Published on August 12, 2015  

Samford University’s Center for Science and Religion will host a conference on “Transhumanism and the Church: Theological Reflections on Technology and Human Enhancement” September 24-26. 

Transhumanism is the movement that embraces the opportunity to transcend humans’ physical and mental limits through new technology. Its most optimistic advocates predict a future in which death has been defeated through the power to reverse biological processes or offload mental states onto computers.

The Samford conference, funded by a generous grant from the John Templeton Foundation, will consider the ways the church might respond to Transhumanism and the technologies that could revolutionize our understanding of human nature.

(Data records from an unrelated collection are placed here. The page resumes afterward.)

//! Per-key call collapsing.
//!
//! The first caller for a key becomes the leader and starts the compute;
//! later callers for the same key wait on the leader's result. A record lives
//! only while its compute runs and is removed before the result is sent.

use std::collections::HashMap;

use bytes::Bytes;
use parking_lot::Mutex;
use tokio::sync::oneshot;
use twox_hash::XxHash64;

use crate::error::CacheError;

pub(crate) type FlightResult = Result<Bytes, CacheError>;

type Notifier = oneshot::Sender<FlightResult>;
type Receiver = oneshot::Receiver<FlightResult>;

/// Outcome of [`FlightGroup::join`].
pub(crate) enum Join {
    /// No compute was running; the caller must start one
    Leader(Receiver),
    /// A compute is already running; wait for its result
    Waiter(Receiver),
}

#[derive(Debug)]
pub(crate) struct FlightGroup {
    shards: Box<[Mutex<HashMap<String, Vec<Notifier>>>]>,
}

impl FlightGroup {
    pub fn new(shards: usize) -> Self {
        let shards = (0..shards.max(1)).map(|_| Mutex::new(HashMap::new())).collect();
        Self { shards }
    }

    fn shard(&self, key: &str) -> &Mutex<HashMap<String, Vec<Notifier>>> {
        let hash = XxHash64::oneshot(0, key.as_bytes());
        &self.shards[(hash % self.shards.len() as u64) as usize]
    }

    /// Registers interest in `key`'s result.
    ///
    /// The leader's own receiver sits in the record next to the waiters', so
    /// every participant is notified the same way.
    pub fn join(&self, key: &str) -> Join {
        let (tx, rx) = oneshot::channel();
        let mut flights = self.shard(key).lock();

        if let Some(notifiers) = flights.get_mut(key) {
            notifiers.push(tx);
            return Join::Waiter(rx);
        }

        flights.insert(key.to_owned(), vec![tx]);
        Join::Leader(rx)
    }

    /// Removes `key`'s record and sends `result` to everyone attached to it.
    ///
    /// Sending happens under the shard lock, so a caller arriving afterwards
    /// starts a new flight instead of joining a finished one.
    pub fn complete(&self, key: &str, result: FlightResult) -> usize {
        let mut flights = self.shard(key).lock();
        let notifiers = flights.remove(key).unwrap_or_default();
        let count = notifiers.len();
        for notifier in notifiers {
            // Receiver gone means that caller stopped waiting.
            let _ = notifier.send(result.clone());
        }
        count
    }

    /// Number of keys with a compute in flight.
    pub fn in_flight(&self) -> usize {
        self.shards.iter().map(|shard| shard.lock().len()).sum()
    }
}

// == Flight Guard ==
/// Completes a flight when dropped without a result.
///
/// Held by the task running the compute; a panic or an aborted task still
/// releases the waiters with [`CacheError::Canceled`].
pub(crate) struct FlightGuard<'a> {
    group: &'a FlightGroup,
    key: &'a str,
    finished: bool,
}

impl<'a> FlightGuard<'a> {
    pub fn new(group: &'a FlightGroup, key: &'a str) -> Self {
        Self {
            group,
            key,
            finished: false,
        }
    }

    pub fn finish(mut self, result: FlightResult) -> usize {
        self.finished = true;
        self.group.complete(self.key, result)
    }
}

impl Drop for FlightGuard<'_> {
    fn drop(&mut self) {
        if !self.finished {
            self.group.complete(self.key, Err(CacheError::Canceled));
        }
    }
}

#[cfg(test)]
mod tests {
    use super::*;

    #[tokio::test]
    async fn test_first_join_leads_rest_wait() {
        let group = FlightGroup::new(4);
        let leader = match group.join("k") {
            Join::Leader(rx) => rx,
            Join::Waiter(_) => panic!("first caller must lead"),
        };
        let waiter = match group.join("k") {
            Join::Waiter(rx) => rx,
            Join::Leader(_) => panic!("second caller must wait"),
        };
        assert_eq!(group.in_flight(), 1);

        let notified = group.complete("k", Ok(Bytes::from_static(b"v")));
        assert_eq!(notified, 2);
        assert_eq!(group.in_flight(), 0);

        assert_eq!(leader.await.unwrap().unwrap(), Bytes::from_static(b"v"));
        assert_eq!(waiter.await.unwrap().unwrap(), Bytes::from_static(b"v"));
    }

    #[tokio::test]
    async fn test_keys_are_independent() {
        let group = FlightGroup::new(1);
        assert!(matches!(group.join("a"), Join::Leader(_)));
        assert!(matches!(group.join("b"), Join::Leader(_)));
        assert_eq!(group.in_flight(), 2);
    }

    #[tokio::test]
    async fn test_join_after_complete_starts_new_flight() {
        let group = FlightGroup::new(2);
        let _first = group.join("k");
        group.complete("k", Err(CacheError::Miss));
        assert!(matches!(group.join("k"), Join::Leader(_)));
    }

    #[tokio::test]
    async fn test_dropped_guard_cancels_waiters() {
        let group = FlightGroup::new(2);
        let rx = match group.join("k") {
            Join::Leader(rx) => rx,
            Join::Waiter(_) => panic!("first caller must lead"),
        };

        drop(FlightGuard::new(&group, "k"));

        assert!(matches!(rx.await.unwrap(), Err(CacheError::Canceled)));
        assert_eq!(group.in_flight(), 0);
    }

    #[tokio::test]
    async fn test_finished_guard_delivers_result() {
        let group = FlightGroup::new(2);
        let rx = match group.join("k") {
            Join::Leader(rx) => rx,
            Join::Waiter(_) => panic!("first caller must lead"),
        };

        let guard = FlightGuard::new(&group, "k");
        assert_eq!(guard.finish(Ok(Bytes::new())), 1);

        assert_eq!(rx.await.unwrap().unwrap(), Bytes::new());
    }
}
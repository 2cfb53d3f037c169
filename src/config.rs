//! Configuration Module
//!
//! Loads cache and node settings from environment variables.

use std::env;
use std::str::FromStr;
use std::time::Duration;

/// Cache and node configuration.
///
/// All values can be configured via environment variables with sensible defaults.
#[derive(Debug, Clone)]
pub struct Config {
    /// Maximum number of entries held by the local tier
    pub local_capacity: usize,
    /// Retention of entries in the local tier
    pub local_ttl: Duration,
    /// Retention used when an item does not carry its own TTL
    pub default_ttl: Duration,
    /// Number of shards for the local tier and the in-flight table
    pub shards: usize,
    /// Interval between expired-entry sweeps
    pub sweep_interval: Duration,
    /// HTTP port of the cache node
    pub server_port: u16,
    /// Whether the orchestrator keeps hit/miss counters
    pub stats_enabled: bool,
    /// Base URL of a cache node used as the remote tier
    pub remote_url: Option<String>,
}

/// Reads `name` and parses it, falling back to `default` when unset or malformed.
fn env_or<T: FromStr>(name: &str, default: T) -> T {
    env::var(name)
        .ok()
        .and_then(|v| v.parse().ok())
        .unwrap_or(default)
}

impl Config {
    /// Creates a new Config by loading values from environment variables.
    ///
    /// # Environment Variables
    /// - `LOCAL_CAPACITY` - Local tier entry limit (default: 10000)
    /// - `LOCAL_TTL_MS` - Local tier retention in milliseconds (default: 60000)
    /// - `DEFAULT_TTL` - Default item TTL in seconds (default: 3600)
    /// - `SHARDS` - Shard count (default: 16)
    /// - `SWEEP_INTERVAL_MS` - Sweep frequency in milliseconds (default: 1000)
    /// - `SERVER_PORT` - HTTP server port (default: 3000)
    /// - `STATS_ENABLED` - Keep hit/miss counters (default: true)
    /// - `REMOTE_URL` - Cache node base URL (default: unset, local-only)
    pub fn from_env() -> Self {
        let defaults = Self::default();
        Self {
            local_capacity: env_or("LOCAL_CAPACITY", defaults.local_capacity),
            local_ttl: Duration::from_millis(env_or(
                "LOCAL_TTL_MS",
                defaults.local_ttl.as_millis() as u64,
            )),
            default_ttl: Duration::from_secs(env_or("DEFAULT_TTL", defaults.default_ttl.as_secs())),
            shards: env_or("SHARDS", defaults.shards),
            sweep_interval: Duration::from_millis(env_or(
                "SWEEP_INTERVAL_MS",
                defaults.sweep_interval.as_millis() as u64,
            )),
            server_port: env_or("SERVER_PORT", defaults.server_port),
            stats_enabled: env_or("STATS_ENABLED", defaults.stats_enabled),
            remote_url: env::var("REMOTE_URL").ok().filter(|url| !url.trim().is_empty()),
        }
    }
}

impl Default for Config {
    fn default() -> Self {
        Self {
            local_capacity: 10_000,
            local_ttl: Duration::from_secs(60),
            default_ttl: Duration::from_secs(3600),
            shards: 16,
            sweep_interval: Duration::from_secs(1),
            server_port: 3000,
            stats_enabled: true,
            remote_url: None,
        }
    }
}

Keynote Speakers will include:

Jeffrey Bishop, author, Chasing After Virtue: Neuroscience, Economics, and the Biopolitics of Morality

Michael Burdett, author, Eschatology and the Technological Future

Ron Cole-Turner, editor, Transhumanism and Transcendence: Christian Hope in an Age of Technological Enhancement

Steve Donaldson, author, Dimensions of Faith: Understanding Faith Through the Lens of Science and Religion

Joel Garreau, author, Radical Evolution:
The Promise and Peril of Enhancing Our Minds, Our Bodies—and What It Means to be Human

Steven Kraftchick, author, Biblical Theology: Problems and Prospects

Christina Bieber Lake, author, Prophets of the Posthuman: American Literature, Biotechnology, and the Ethics of Personhood

Jeanine Thweatt-Bates, author, Cyborg Selves: A Theological Anthropology of the Posthuman



 
Samford is a leading Christian university offering undergraduate programs grounded in the liberal arts with an array of nationally recognized graduate and professional schools. Founded in 1841, Samford is the 87th-oldest institution of higher learning in the United States. Samford enrolls 5,791 students from 49 states, Puerto Rico and 16 countries in its 10 academic schools: arts, arts and sciences, business, divinity, education, health professions, law, nursing, pharmacy and public health. Samford fields 17 athletic teams that compete in the tradition-rich Southern Conference and ranks 6th nationally for its Graduation Success Rate among all NCAA Division I schools.